I wish to stir up the password policy debate. I have looked around for best practices for password policies. I see more and more articles saying that you should increase the complexity of the passwords and make it so that users don’t change their passwords as often. I understand and see the logic purported by some that a strong password should not need to be changed as often. Some of the logic goes that people who one, hate passwords and two, have to change them often will come up with a scheme that fits the policy but is easily predictable. For instance we have found out that a large percentage use month and year as their password.
What I don’t see in the debate is the user expectation that they can connect with any device from any location and access corporate data and how that should effect password complexity and the change of password frequency.
Let me give you a for instance. For us, users without remote access have the same complexity requirements but only change their password every 120 days. Users with remote access change passwords every 40 days.

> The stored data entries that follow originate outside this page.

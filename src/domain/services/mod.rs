// Copyright (c) 2025 Kirky.X
//
// Licensed under the MIT License
// See LICENSE file in the project root for full license information.

pub mod auth_service;
pub mod blocklist_service;
pub mod credits_service;
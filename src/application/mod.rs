// Copyright (c) 2025 Kirky.X
//
// Licensed under the MIT License
// See LICENSE file in the project root for full license information.

pub mod dto;
pub mod use_cases;
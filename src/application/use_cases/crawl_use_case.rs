// Copyright 2025 Kirky.X
//
// Licensed under the Apache License, Version 2.0 (the "License");
// you may not use this file except in compliance with the License.
// You may obtain a copy of the License at
//
//     http://www.apache.org/licenses/LICENSE-2.0
//
// Unless required by applicable law or agreed to in writing, software
// distributed under the License is distributed on an "AS IS" BASIS,
// WITHOUT WARRANTIES OR CONDITIONS OF ANY KIND, either express or implied.
// See the License for the specific language governing permissions and
// limitations under the License.

use std::sync::Arc;
use thiserror::Error;
use tracing::info;

use crate::{
    application::use_cases::{
        dispatch_router::{Dispatch, DispatchRouter},
        policy_gate::{GateDecision, PolicyGate, Rejection},
    },
    domain::models::{auth::Credentials, crawl::JobHandle},
    engines::{
        timeout_race::{RaceOutcome, TimeoutRaceExecutor},
        traits::DocumentProvider,
    },
    queue::job_queue::{JobQueue, QueueError},
    utils::errors::CollaboratorError,
};

#[derive(Error, Debug)]
pub enum CrawlUseCaseError {
    #[error(transparent)]
    Collaborator(#[from] CollaboratorError),
    #[error(transparent)]
    Queue(#[from] QueueError),
}

/// 一次爬取请求的最终结果
#[derive(Debug)]
pub enum CrawlOutcome {
    /// 准入被拒绝
    Rejected(Rejection),
    /// 同步抓取结束（成功、超时或失败）
    Fetched(RaceOutcome),
    /// 异步任务已提交
    Queued(JobHandle),
}

pub struct CrawlUseCase {
    gate: PolicyGate,
    router: DispatchRouter,
    executor: TimeoutRaceExecutor,
    provider: Arc<dyn DocumentProvider>,
    queue: Arc<dyn JobQueue>,
}

impl CrawlUseCase {
    pub fn new(
        gate: PolicyGate,
        router: DispatchRouter,
        executor: TimeoutRaceExecutor,
        provider: Arc<dyn DocumentProvider>,
        queue: Arc<dyn JobQueue>,
    ) -> Self {
        Self {
            gate,
            router,
            executor,
            provider,
            queue,
        }
    }

    pub async fn crawl(
        &self,
        credentials: &Credentials,
        body: &[u8],
    ) -> Result<CrawlOutcome, CrawlUseCaseError> {
        let admission = match self.gate.admit(credentials, body).await? {
            GateDecision::Admitted(admission) => admission,
            GateDecision::Rejected(rejection) => return Ok(CrawlOutcome::Rejected(rejection)),
        };

        match self.router.route(&admission) {
            Dispatch::Sync {
                options,
                deadline_ms,
            } => {
                info!(
                    "Team {} fetching {} synchronously (deadline {}ms)",
                    admission.team_id, admission.request.url, deadline_ms
                );
                let outcome = self
                    .executor
                    .execute(self.provider.clone(), options, deadline_ms)
                    .await;
                Ok(CrawlOutcome::Fetched(outcome))
            }
            Dispatch::Async(job) => {
                let handle = self.queue.submit(job).await?;
                info!(
                    "Team {} crawl of {} accepted as job {}",
                    admission.team_id, admission.request.url, handle.id
                );
                Ok(CrawlOutcome::Queued(handle))
            }
        }
    }
}
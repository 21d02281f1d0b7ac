// Copyright 2025 Kirky.X
//
// Licensed under the Apache License, Version 2.0 (the "License");
// you may not use this file except in compliance with the License.
// You may obtain a copy of the License at
//
//     http://www.apache.org/licenses/LICENSE-2.0
//
// Unless required by applicable law or agreed to in writing, software
// distributed under the License is distributed on an "AS IS" BASIS,
// WITHOUT WARRANTIES OR CONDITIONS OF ANY KIND, either express or implied.
// See the License for the specific language governing permissions and
// limitations under the License.

use async_trait::async_trait;
use governor::{DefaultKeyedRateLimiter, Quota, RateLimiter};
use std::collections::HashMap;
use std::num::NonZeroU32;
use tracing::{debug, warn};
use uuid::Uuid;

use crate::config::settings::{AuthSettings, RateLimitingSettings};
use crate::domain::models::auth::{AuthContext, Credentials, RateLimiterMode};
use crate::domain::services::auth_service::AuthService;
use crate::utils::errors::CollaboratorError;

/// 基于API密钥的认证服务
///
/// 密钥来自配置；每个团队在每个限流类别下各有独立配额
pub struct ApiKeyAuthService {
    /// 是否启用认证
    enabled: bool,
    /// API密钥到团队ID的映射
    keys: HashMap<String, Uuid>,
    /// 爬取类请求的限流器
    crawl_limiter: Option<DefaultKeyedRateLimiter<Uuid>>,
    /// 其他请求的限流器
    default_limiter: Option<DefaultKeyedRateLimiter<Uuid>>,
}

impl ApiKeyAuthService {
    /// 创建新的认证服务
    ///
    /// # 参数
    ///
    /// * `auth` - 认证配置
    /// * `rate_limiting` - 速率限制配置
    ///
    /// # 返回值
    ///
    /// 返回新的认证服务实例
    pub fn new(auth: &AuthSettings, rate_limiting: &RateLimitingSettings) -> Self {
        let keys = auth
            .api_keys
            .iter()
            .map(|k| (k.key.clone(), k.team_id))
            .collect();

        let limiter = |rpm: u32| {
            NonZeroU32::new(rpm).map(|rpm| RateLimiter::keyed(Quota::per_minute(rpm)))
        };
        let (crawl_limiter, default_limiter) = if rate_limiting.enabled {
            (
                limiter(rate_limiting.crawl_rpm),
                limiter(rate_limiting.default_rpm),
            )
        } else {
            (None, None)
        };

        Self {
            enabled: auth.enabled,
            keys,
            crawl_limiter,
            default_limiter,
        }
    }

    fn limiter_for(&self, mode: RateLimiterMode) -> Option<&DefaultKeyedRateLimiter<Uuid>> {
        match mode {
            RateLimiterMode::Crawl => self.crawl_limiter.as_ref(),
            _ => self.default_limiter.as_ref(),
        }
    }
}

#[async_trait]
impl AuthService for ApiKeyAuthService {
    async fn authenticate(
        &self,
        credentials: &Credentials,
        mode: RateLimiterMode,
    ) -> Result<AuthContext, CollaboratorError> {
        let team_id = if self.enabled {
            let Some(api_key) = credentials.api_key.as_deref() else {
                return Ok(AuthContext::rejected(401, "Unauthorized"));
            };
            match self.keys.get(api_key) {
                Some(team_id) => *team_id,
                None => {
                    warn!("Unknown API key presented for {} request", mode);
                    return Ok(AuthContext::rejected(401, "Unauthorized: Invalid token"));
                }
            }
        } else {
            Uuid::nil()
        };

        if let Some(limiter) = self.limiter_for(mode) {
            if limiter.check_key(&team_id).is_err() {
                warn!("Team {} exceeded {} rate limit", team_id, mode);
                return Ok(AuthContext::rejected(
                    429,
                    format!(
                        "Rate limit exceeded for {} requests. Please wait and try again.",
                        mode
                    ),
                ));
            }
        }

        debug!("Authenticated team {} for {} request", team_id, mode);
        Ok(AuthContext::authorized(team_id))
    }
}
// Copyright (c) 2025 Kirky.X
//
// Licensed under the MIT License
// See LICENSE file in the project root for full license information.

use axum::{
    http::StatusCode,
    response::{IntoResponse, Response},
    Json,
};
use serde_json::{json, Value};
use std::any::Any;
use tracing::error;

use crate::application::use_cases::crawl_use_case::{CrawlOutcome, CrawlUseCaseError};
use crate::engines::timeout_race::RaceOutcome;
use crate::infrastructure::metrics::record_crawl_outcome;

pub const TIMEOUT_MESSAGE: &str = "Timeout exceeded";

/// 将一次爬取请求的最终结果转换为唯一的HTTP响应
///
/// | 输入 | 响应 |
/// |---|---|
/// | 准入拒绝 | 拒绝状态码，`{error}` |
/// | 同步抓取成功 | 200，`{success: true, documents}` |
/// | 同步抓取超时 | 500，`{error: "Timeout exceeded"}` |
/// | 同步抓取失败 | 500，`{error}` |
/// | 任务提交成功 | 200，`{jobId}` |
/// | 其他错误 | 500，`{error}` |
pub fn build(result: Result<CrawlOutcome, CrawlUseCaseError>) -> Response {
    let (outcome, status, body) = match result {
        Ok(CrawlOutcome::Rejected(rejection)) => (
            "rejected",
            StatusCode::from_u16(rejection.status).unwrap_or(StatusCode::INTERNAL_SERVER_ERROR),
            error_body(rejection.reason),
        ),
        Ok(CrawlOutcome::Fetched(RaceOutcome::Success(documents))) => (
            "documents",
            StatusCode::OK,
            json!({ "success": true, "documents": documents }),
        ),
        Ok(CrawlOutcome::Fetched(RaceOutcome::TimedOut)) => (
            "timed_out",
            StatusCode::INTERNAL_SERVER_ERROR,
            error_body(TIMEOUT_MESSAGE),
        ),
        Ok(CrawlOutcome::Fetched(RaceOutcome::Failed(e))) => {
            error!("Synchronous fetch failed: {}", e);
            (
                "failed",
                StatusCode::INTERNAL_SERVER_ERROR,
                error_body(e.to_string()),
            )
        }
        Ok(CrawlOutcome::Queued(handle)) => {
            ("job_accepted", StatusCode::OK, json!({ "jobId": handle.id }))
        }
        Err(e) => {
            error!("Crawl request failed: {}", e);
            (
                "failed",
                StatusCode::INTERNAL_SERVER_ERROR,
                error_body(e.to_string()),
            )
        }
    };

    record_crawl_outcome(outcome);
    (status, Json(body)).into_response()
}

/// `CatchPanicLayer` 使用的兜底响应
pub fn panic_response(payload: Box<dyn Any + Send + 'static>) -> Response {
    let message = if let Some(s) = payload.downcast_ref::<&str>() {
        s.to_string()
    } else if let Some(s) = payload.downcast_ref::<String>() {
        s.clone()
    } else {
        "Internal server error".to_string()
    };

    error!("Request handler panicked: {}", message);
    record_crawl_outcome("failed");
    (StatusCode::INTERNAL_SERVER_ERROR, Json(error_body(message))).into_response()
}

fn error_body(message: impl Into<String>) -> Value {
    json!({ "error": message.into() })
}
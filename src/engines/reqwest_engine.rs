// Copyright 2025 Kirky.X
//
// Licensed under the Apache License, Version 2.0 (the "License");
// you may not use this file except in compliance with the License.
// You may obtain a copy of the License at
//
//     http://www.apache.org/licenses/LICENSE-2.0
//
// Unless required by applicable law or agreed to in writing, software
// distributed under the License is distributed on an "AS IS" BASIS,
// WITHOUT WARRANTIES OR CONDITIONS OF ANY KIND, either express or implied.
// See the License for the specific language governing permissions and
// limitations under the License.

use async_trait::async_trait;
use futures::future::try_join_all;
use serde_json::json;
use std::time::Instant;
use tracing::debug;

use crate::domain::models::crawl::Document;
use crate::engines::traits::{DocumentProvider, EngineError, ProviderOptions};
use crate::engines::validators;

/// 基于 reqwest 的文档提供者
///
/// 逐个抓取配置中的URL，每个URL生成一个文档
pub struct ReqwestDocumentProvider {
    client: reqwest::Client,
    allow_private_addresses: bool,
}

impl ReqwestDocumentProvider {
    /// 创建新的文档提供者
    ///
    /// # 参数
    ///
    /// * `user_agent` - 请求使用的 User-Agent
    /// * `allow_private_addresses` - 是否允许抓取内网地址（关闭 SSRF 防护）
    ///
    /// # 返回值
    ///
    /// * `Ok(ReqwestDocumentProvider)` - 提供者实例
    /// * `Err(EngineError)` - 客户端构建失败
    pub fn new(user_agent: &str, allow_private_addresses: bool) -> Result<Self, EngineError> {
        let client = reqwest::Client::builder()
            .user_agent(user_agent)
            .redirect(redirect_policy(allow_private_addresses))
            .build()?;
        Ok(Self {
            client,
            allow_private_addresses,
        })
    }

    async fn fetch_one(&self, url: &str) -> Result<Document, EngineError> {
        if !self.allow_private_addresses {
            validators::validate_url(url).await?;
        }

        let start = Instant::now();
        let response = self.client.get(url).send().await?;

        let status_code = response.status().as_u16();
        let content_type = response
            .headers()
            .get(reqwest::header::CONTENT_TYPE)
            .and_then(|v| v.to_str().ok())
            .filter(|v| !v.trim().is_empty())
            .unwrap_or("text/html")
            .to_string();
        let content = response.text().await?;

        debug!(
            "Fetched {} ({} bytes, status {}) in {:?}",
            url,
            content.len(),
            status_code,
            start.elapsed()
        );

        Ok(Document(json!({
            "content": content,
            "metadata": {
                "sourceURL": url,
                "statusCode": status_code,
                "contentType": content_type,
            }
        })))
    }
}

/// 重定向策略
///
/// 启用 SSRF 防护时不跟随重定向，只有经过校验的URL才会被请求
fn redirect_policy(allow_private_addresses: bool) -> reqwest::redirect::Policy {
    if allow_private_addresses {
        reqwest::redirect::Policy::limited(10)
    } else {
        reqwest::redirect::Policy::none()
    }
}

#[async_trait]
impl DocumentProvider for ReqwestDocumentProvider {
    async fn fetch_documents(
        &self,
        options: &ProviderOptions,
    ) -> Result<Vec<Document>, EngineError> {
        if options.urls.is_empty() {
            return Err(EngineError::Other("No URLs to fetch".to_string()));
        }
        try_join_all(options.urls.iter().map(|url| self.fetch_one(url))).await
    }

    fn name(&self) -> &'static str {
        "reqwest"
    }
}
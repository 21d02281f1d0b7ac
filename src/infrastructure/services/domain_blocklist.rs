// Copyright (c) 2025 Kirky.X
//
// Licensed under the MIT License
// See LICENSE file in the project root for full license information.

use url::Url;

use crate::domain::models::crawl::MULTI_URL_DELIMITER;
use crate::domain::services::blocklist_service::UrlBlocklist;
use crate::engines::validators::host_matches_domain;

/// 域名黑名单
///
/// 按主机名匹配（含子域名）；逗号分隔的多个URL逐个检查
pub struct DomainBlocklist {
    domains: Vec<String>,
}

impl DomainBlocklist {
    pub fn new<I, S>(domains: I) -> Self
    where
        I: IntoIterator<Item = S>,
        S: AsRef<str>,
    {
        let domains = domains
            .into_iter()
            .map(|d| d.as_ref().trim().trim_start_matches("www.").to_ascii_lowercase())
            .filter(|d| !d.is_empty())
            .collect();
        Self { domains }
    }

    fn is_part_blocked(&self, part: &str) -> bool {
        match Url::parse(part).ok().and_then(|u| u.host_str().map(str::to_string)) {
            Some(host) => self.domains.iter().any(|d| host_matches_domain(&host, d)),
            // Not a parseable absolute URL, fall back to a substring check.
            None => {
                let lowered = part.to_ascii_lowercase();
                self.domains.iter().any(|d| lowered.contains(d.as_str()))
            }
        }
    }
}

impl UrlBlocklist for DomainBlocklist {
    fn is_blocked(&self, url: &str) -> bool {
        url.split(MULTI_URL_DELIMITER)
            .map(str::trim)
            .filter(|part| !part.is_empty())
            .any(|part| self.is_part_blocked(part))
    }
}
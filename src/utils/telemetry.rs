// Copyright (c) 2025 Kirky.X
//
// Licensed under the MIT License
// See LICENSE file in the project root for full license information.

use tracing_subscriber::{layer::SubscriberExt, util::SubscriberInitExt};

pub fn init_telemetry() {
    tracing_subscriber::registry()
        .with(
            tracing_subscriber::EnvFilter::try_from_default_env()
                .unwrap_or_else(|_| "info,crawlgate=debug,tower_http=debug".into()),
        )
        .with(tracing_subscriber::fmt::layer())
        .init();
}
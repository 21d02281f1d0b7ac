// Copyright (c) 2025 Kirky.X
//
// Licensed under the MIT License
// See LICENSE file in the project root for full license information.

pub mod crawl_api_test;
pub mod health_check;
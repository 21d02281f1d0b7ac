// Copyright (c) 2025 Kirky.X
//
// Licensed under the MIT License
// See LICENSE file in the project root for full license information.

pub mod cache;
pub mod metrics;
pub mod services;
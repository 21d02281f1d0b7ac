// Copyright (c) 2025 Kirky.X
//
// Licensed under the MIT License
// See LICENSE file in the project root for full license information.

/// 领域模型
pub mod models;
/// 协作服务接口
pub mod services;
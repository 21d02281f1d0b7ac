// Copyright (c) 2025 Kirky.X
//
// Licensed under the MIT License
// See LICENSE file in the project root for full license information.

pub mod handlers;
pub mod response_builder;
pub mod routes;
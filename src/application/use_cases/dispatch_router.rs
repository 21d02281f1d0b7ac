// Copyright (c) 2025 Kirky.X
//
// Licensed under the MIT License
// See LICENSE file in the project root for full license information.

use tracing::debug;

use crate::application::use_cases::policy_gate::Admission;
use crate::domain::models::crawl::{CrawlMode, JobDescriptor};
use crate::engines::traits::{ProviderCrawlerOptions, ProviderOptions};

/// 每个 limit 单位对应的默认超时（毫秒）
pub const TIMEOUT_PER_LIMIT_MS: i64 = 20_000;

/// 分发路径
#[derive(Debug, Clone, PartialEq)]
pub enum Dispatch {
    /// 同步抓取并在响应中返回文档
    Sync {
        options: ProviderOptions,
        deadline_ms: i64,
    },
    /// 提交异步任务并返回任务ID
    Async(JobDescriptor),
}

/// 分发路由器
///
/// 单URL的 `single_urls` 请求走同步路径，其余请求走异步任务队列
pub struct DispatchRouter {
    /// 客户端未指定超时时使用的截止时间
    default_timeout_ms: i64,
}

impl DispatchRouter {
    /// 创建新的分发路由器
    ///
    /// # 参数
    ///
    /// * `limit` - 超时倍数，默认超时为 `limit × 20000` 毫秒
    pub fn new(limit: u32) -> Self {
        Self {
            default_timeout_ms: i64::from(limit) * TIMEOUT_PER_LIMIT_MS,
        }
    }

    pub fn default_timeout_ms(&self) -> i64 {
        self.default_timeout_ms
    }

    /// 为准入的请求选择执行路径
    pub fn route(&self, admission: &Admission) -> Dispatch {
        let request = &admission.request;
        let timeout = request.timeout_ms.unwrap_or(self.default_timeout_ms);

        if request.mode == CrawlMode::SingleUrls && request.is_single_url() {
            debug!("Routing {} to synchronous fetch", request.url);
            return Dispatch::Sync {
                options: ProviderOptions {
                    mode: CrawlMode::SingleUrls,
                    urls: vec![request.url.clone()],
                    crawler_options: ProviderCrawlerOptions { urls_only: true },
                    page_options: request.page_options.clone(),
                },
                deadline_ms: timeout,
            };
        }

        debug!("Routing {} ({}) to job queue", request.url, request.mode);
        Dispatch::Async(JobDescriptor {
            url: request.url.clone(),
            mode: request.mode,
            crawler_options: request.crawler_options.clone(),
            page_options: request.page_options.clone(),
            team_id: admission.team_id,
            origin: request.origin.clone(),
            timeout,
        })
    }
}
// Copyright (c) 2025 Kirky.X
//
// Licensed under the MIT License
// See LICENSE file in the project root for full license information.

/// HTTP请求处理器模块
///
/// 包含各个API端点的具体处理逻辑
pub mod crawl_handler;
pub mod metrics_handler;
// Copyright (c) 2025 Kirky.X
//
// Licensed under the MIT License
// See LICENSE file in the project root for full license information.

/// 基于reqwest的文档抓取引擎
pub mod reqwest_engine;
/// 超时竞速执行器
pub mod timeout_race;
/// 引擎特征定义
pub mod traits;
/// URL安全校验
pub mod validators;
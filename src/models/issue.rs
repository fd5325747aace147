//! Issue data as seen by the labeler

use serde::Deserialize;
use std::fmt;

/// Open/closed state of an issue
#[derive(Debug, Clone, Copy, PartialEq, Eq, Deserialize)]
#[serde(rename_all = "lowercase")]
pub enum IssueState {
    Open,
    Closed,
}

/// Current state of an issue, as returned by the tracker
#[derive(Debug, Clone, PartialEq, Eq, Deserialize)]
pub struct Issue {
    pub state: IssueState,

    /// Free-text description; GitHub returns `null` for issues created
    /// without one
    #[serde(default)]
    pub body: Option<String>,
}

impl Issue {
    pub fn is_closed(&self) -> bool {
        self.state == IssueState::Closed
    }

    /// Body text, `None` when absent or empty
    pub fn body_text(&self) -> Option<&str> {
        self.body.as_deref().filter(|body| !body.is_empty())
    }
}

/// Coordinates of an issue in a repository
#[derive(Debug, Clone, PartialEq, Eq, Hash)]
pub struct IssueRef {
    pub owner: String,
    pub repo: String,
    pub number: u64,
}

impl IssueRef {
    pub fn new(owner: impl Into<String>, repo: impl Into<String>, number: u64) -> Self {
        Self {
            owner: owner.into(),
            repo: repo.into(),
            number,
        }
    }
}

impl fmt::Display for IssueRef {
    fn fmt(&self, f: &mut fmt::Formatter<'_>) -> fmt::Result {
        write!(f, "{}/{}#{}", self.owner, self.repo, self.number)
    }
}
//! Version label reconciliation
//!
//! An issue carries at most one version label: `Version: <semver>` for the
//! version found in its body, or `Version: unspecified` when there is none.
//! Planning is pure; [`apply_plan`] performs the mutations.

pub mod apply;

pub use apply::{apply_plan, AddOutcome, ReconcileReport, RemovalOutcome};

use serde::Serialize;

/// Prefix shared by every version label
pub const VERSION_LABEL_PREFIX: &str = "Version: ";

/// Label applied when the body declares no version
pub const NO_VERSION_LABEL: &str = "Version: unspecified";

/// Label that should be on the issue for `version`
pub fn target_label(version: Option<&str>) -> String {
    match version {
        Some(version) if !version.is_empty() => format!("{VERSION_LABEL_PREFIX}{version}"),
        _ => NO_VERSION_LABEL.to_string(),
    }
}

/// Whether `label` is a version label
pub fn is_version_label(label: &str) -> bool {
    label.starts_with(VERSION_LABEL_PREFIX)
}

/// Label mutations needed to bring an issue in line with its body
#[derive(Debug, Clone, PartialEq, Eq, Serialize)]
pub struct LabelPlan {
    /// The version label the issue should carry
    pub target: String,

    /// Stale version labels to remove, in their current order
    pub removals: Vec<String>,

    /// Whether `target` still has to be applied
    pub add: bool,
}

impl LabelPlan {
    /// True when the issue already has exactly the right version label
    pub fn is_noop(&self) -> bool {
        self.removals.is_empty() && !self.add
    }
}

/// Compute the label mutations for `version` given the issue's `current` labels
pub fn plan_labels(version: Option<&str>, current: &[String]) -> LabelPlan {
    let target = target_label(version);

    let mut removals: Vec<String> = Vec::new();
    for label in current {
        if is_version_label(label) && *label != target && !removals.contains(label) {
            removals.push(label.clone());
        }
    }

    let add = !current.iter().any(|label| *label == target);

    LabelPlan {
        target,
        removals,
        add,
    }
}
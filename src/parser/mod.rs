pub mod markdown;

pub use markdown::{normalize_content, parse_sections};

The logic in this is that if they attempt access from a compromised platform, say a computer in a hotel’s business center that has had a key logger placed on it (or even a home computer where the kids have done who knows what and been who knows where on the Internet), the password that they use is then compromised but there is a limited time the password is good for. Our VPN remote access does check for anti-virus being up to date, a scan run in the last 30 days and so forth, but it checks those things only after the credentials are presented, thus the password is compromised. Remote access for things like Novell Filr, GroupWise web access do not have the “security” checks the VPN does and make reinforce the logic listed above.
What is the prevailing thoughts in your organization regarding passwords in general and has any thought been put into how remote access effects this policy?